Start of Block
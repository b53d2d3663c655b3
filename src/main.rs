use std::fs;
use std::io::{self, Read};

use anyhow::{Context as _, Result, bail};
use mython::interpreter;
use mython::lexer::Lexer;
use mython::parser::Parser;
use mython::runtime::object::StreamContext;

fn main() -> Result<()> {
    let mut args = std::env::args().skip(1);
    let input_path = args.next();
    if args.next().is_some() {
        bail!("Only one input file is supported");
    }

    let source = if let Some(path) = input_path {
        fs::read_to_string(&path).with_context(|| format!("Reading {path}"))?
    } else {
        let mut buffer = String::new();
        io::stdin()
            .read_to_string(&mut buffer)
            .context("Reading stdin")?;
        buffer
    };

    let lexer = Lexer::new(&source).context("Tokenizing input")?;
    let program = Parser::new(lexer)
        .parse_program()
        .context("Parsing input")?;

    let stdout = io::stdout();
    let mut context = StreamContext::new(stdout.lock());
    interpreter::run(&program, &mut context).context("Executing program")?;
    Ok(())
}
//! Tree-walking executor.
//!
//! Every AST node evaluates itself against a closure (the active lexical
//! scope) and a host context. Control flow for `return` rides the `Signal`
//! channel and is unwound by `MethodBody`; everything else propagates as a
//! `RuntimeError`.

use crate::ast::Statement;
use crate::runtime::class::{ClassInstance, ADD_METHOD, INIT_METHOD};
use crate::runtime::error::{ExecResult, RuntimeError, Signal};
use crate::runtime::object::{
    write_output, write_output_newline, Closure, Context, ObjectHolder, StreamContext, Value,
};

/// Executes a complete program against a fresh top-level scope. A `return`
/// signal escaping the top level is a runtime error.
pub fn run(program: &Statement, context: &mut dyn Context) -> Result<(), RuntimeError> {
    let mut globals = Closure::new();
    match program.execute(&mut globals, context) {
        Ok(_) => Ok(()),
        Err(Signal::Failure(error)) => Err(error),
        Err(Signal::Return(_)) => Err(RuntimeError::ReturnOutsideMethod),
    }
}

impl Statement {
    pub fn execute(&self, closure: &mut Closure, context: &mut dyn Context) -> ExecResult {
        match self {
            Statement::VariableValue { dotted_ids } => lookup_dotted(dotted_ids, closure),
            Statement::NumberConst(value) => Ok(ObjectHolder::own(Value::Number(*value))),
            Statement::StringConst(value) => {
                Ok(ObjectHolder::own(Value::String(value.clone())))
            }
            Statement::BoolConst(value) => Ok(ObjectHolder::own(Value::Bool(*value))),
            Statement::NoneConst => Ok(ObjectHolder::none()),

            Statement::Stringify { argument } => {
                let Some(argument) = argument else {
                    return Ok(ObjectHolder::own(Value::String("None".to_string())));
                };
                let result = argument.execute(closure, context)?;
                if result.is_empty() {
                    return Ok(ObjectHolder::own(Value::String("None".to_string())));
                }
                let mut capture = StreamContext::new(Vec::new());
                result.print(&mut capture)?;
                let text = String::from_utf8_lossy(&capture.into_inner()).into_owned();
                Ok(ObjectHolder::own(Value::String(text)))
            }

            Statement::Add { lhs, rhs } => {
                let lhs = lhs.execute(closure, context)?;
                let rhs = rhs.execute(closure, context)?;
                if let (Some(left), Some(right)) = (lhs.as_number(), rhs.as_number()) {
                    return Ok(ObjectHolder::own(Value::Number(left + right)));
                }
                if let (Some(left), Some(right)) = (lhs.as_string(), rhs.as_string()) {
                    return Ok(ObjectHolder::own(Value::String(left + &right)));
                }
                if lhs
                    .with_instance(|instance| instance.has_method(ADD_METHOD, 1))
                    .unwrap_or(false)
                {
                    return ClassInstance::call(
                        &lhs,
                        ADD_METHOD,
                        std::slice::from_ref(&rhs),
                        context,
                    );
                }
                Err(unsupported_operands("+", &lhs, &rhs))
            }
            Statement::Sub { lhs, rhs } => {
                let lhs = lhs.execute(closure, context)?;
                let rhs = rhs.execute(closure, context)?;
                let (left, right) = numeric_operands(&lhs, &rhs, "-")?;
                Ok(ObjectHolder::own(Value::Number(left - right)))
            }
            Statement::Mult { lhs, rhs } => {
                let lhs = lhs.execute(closure, context)?;
                let rhs = rhs.execute(closure, context)?;
                let (left, right) = numeric_operands(&lhs, &rhs, "*")?;
                Ok(ObjectHolder::own(Value::Number(left * right)))
            }
            Statement::Div { lhs, rhs } => {
                let lhs = lhs.execute(closure, context)?;
                let rhs = rhs.execute(closure, context)?;
                let (left, right) = numeric_operands(&lhs, &rhs, "/")?;
                if right == 0 {
                    return Err(RuntimeError::DivisionByZero.into());
                }
                Ok(ObjectHolder::own(Value::Number(left / right)))
            }

            Statement::Or { lhs, rhs } => {
                // Short-circuits on a truthy left operand.
                let lhs = lhs.execute(closure, context)?;
                if lhs.is_true() {
                    return Ok(ObjectHolder::own(Value::Bool(true)));
                }
                let rhs = rhs.execute(closure, context)?;
                Ok(ObjectHolder::own(Value::Bool(rhs.is_true())))
            }
            Statement::And { lhs, rhs } => {
                // Both operands are always evaluated; `and` does not
                // short-circuit.
                let lhs = lhs.execute(closure, context)?;
                let rhs = rhs.execute(closure, context)?;
                Ok(ObjectHolder::own(Value::Bool(lhs.is_true() && rhs.is_true())))
            }
            Statement::Not { argument } => {
                let result = argument.execute(closure, context)?;
                Ok(ObjectHolder::own(Value::Bool(!result.is_true())))
            }
            Statement::Comparison {
                comparator,
                lhs,
                rhs,
            } => {
                let lhs = lhs.execute(closure, context)?;
                let rhs = rhs.execute(closure, context)?;
                let result = comparator(&lhs, &rhs, context)?;
                Ok(ObjectHolder::own(Value::Bool(result)))
            }

            Statement::NewInstance { class, args } => {
                let instance = ObjectHolder::own(Value::Instance(ClassInstance::new(
                    std::rc::Rc::clone(class),
                )));
                let has_init = instance
                    .with_instance(|instance| instance.has_method(INIT_METHOD, args.len()))
                    .unwrap_or(false);
                if has_init {
                    let mut arg_values = Vec::with_capacity(args.len());
                    for arg in args {
                        arg_values.push(arg.execute(closure, context)?);
                    }
                    ClassInstance::call(&instance, INIT_METHOD, &arg_values, context)?;
                }
                Ok(instance)
            }

            Statement::MethodCall {
                object,
                method,
                args,
            } => {
                let Some(object) = object else {
                    return Ok(ObjectHolder::none());
                };
                let receiver = object.execute(closure, context)?;
                if !receiver.is_instance() {
                    return Ok(ObjectHolder::none());
                }
                let mut arg_values = Vec::with_capacity(args.len());
                for arg in args {
                    arg_values.push(arg.execute(closure, context)?);
                }
                ClassInstance::call(&receiver, method, &arg_values, context)
            }

            Statement::Assignment { var, value } => {
                let value = value.execute(closure, context)?;
                closure.insert(var.clone(), value.clone());
                Ok(value)
            }
            Statement::FieldAssignment {
                object,
                field,
                value,
            } => {
                let target = object.execute(closure, context)?;
                if target.is_empty() {
                    return Ok(ObjectHolder::none());
                }
                let stored = value.execute(closure, context)?;
                let updated = target.with_instance_mut(|instance| {
                    instance.fields_mut().insert(field.clone(), stored.clone());
                });
                if updated.is_none() {
                    return Err(RuntimeError::FieldOnNonInstance {
                        field: field.clone(),
                        type_name: target.type_name(),
                    }
                    .into());
                }
                Ok(stored)
            }

            Statement::Print { args } => {
                for (index, arg) in args.iter().enumerate() {
                    if index > 0 {
                        write_output(context, " ")?;
                    }
                    let value = arg.execute(closure, context)?;
                    value.print(context)?;
                }
                write_output_newline(context)?;
                Ok(ObjectHolder::none())
            }

            Statement::Compound { statements } => {
                for statement in statements {
                    statement.execute(closure, context)?;
                }
                Ok(ObjectHolder::none())
            }
            Statement::Return { statement } => {
                let value = match statement {
                    Some(statement) => statement.execute(closure, context)?,
                    None => ObjectHolder::none(),
                };
                Err(Signal::Return(value))
            }
            Statement::IfElse {
                condition,
                if_body,
                else_body,
            } => {
                let condition = condition.execute(closure, context)?;
                if condition.is_true() {
                    if_body.execute(closure, context)
                } else if let Some(else_body) = else_body {
                    else_body.execute(closure, context)
                } else {
                    Ok(ObjectHolder::none())
                }
            }
            Statement::ClassDefinition { class } => {
                closure.insert(
                    class.name().to_string(),
                    ObjectHolder::own(Value::Class(std::rc::Rc::clone(class))),
                );
                Ok(ObjectHolder::none())
            }
            Statement::MethodBody { body } => match body.execute(closure, context) {
                Ok(_) => Ok(ObjectHolder::none()),
                Err(Signal::Return(value)) => Ok(value),
                Err(failure) => Err(failure),
            },
        }
    }
}

/// Resolves `a.b.c` by walking scopes: the closure first, then the fields of
/// each class instance met along the way. A non-instance value leaves the
/// active scope unchanged for the next component.
fn lookup_dotted(dotted_ids: &[String], closure: &Closure) -> ExecResult {
    if dotted_ids.is_empty() {
        return Err(RuntimeError::EmptyVariablePath.into());
    }
    let mut scope_object: Option<ObjectHolder> = None;
    let mut result = ObjectHolder::none();
    for id in dotted_ids {
        let found = match &scope_object {
            None => closure.get(id).cloned(),
            Some(holder) => holder
                .with_instance(|instance| instance.fields().get(id).cloned())
                .flatten(),
        };
        let found = found.ok_or_else(|| RuntimeError::UndefinedVariable { name: id.clone() })?;
        if found.is_instance() {
            scope_object = Some(found.clone());
        }
        result = found;
    }
    Ok(result)
}

fn numeric_operands(
    lhs: &ObjectHolder,
    rhs: &ObjectHolder,
    operation: &'static str,
) -> Result<(i32, i32), Signal> {
    match (lhs.as_number(), rhs.as_number()) {
        (Some(left), Some(right)) => Ok((left, right)),
        _ => Err(unsupported_operands(operation, lhs, rhs)),
    }
}

fn unsupported_operands(
    operation: &'static str,
    lhs: &ObjectHolder,
    rhs: &ObjectHolder,
) -> Signal {
    RuntimeError::UnsupportedOperandTypes {
        operation,
        lhs: lhs.type_name(),
        rhs: rhs.type_name(),
    }
    .into()
}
End of Block
> _YOUR OBJECTIVE_:
Working from the entries above, return all lines that contain "statements".

> _RESULT OF THIS TASK_:
            Statement::Compound { statements } => {
                for statement in statements {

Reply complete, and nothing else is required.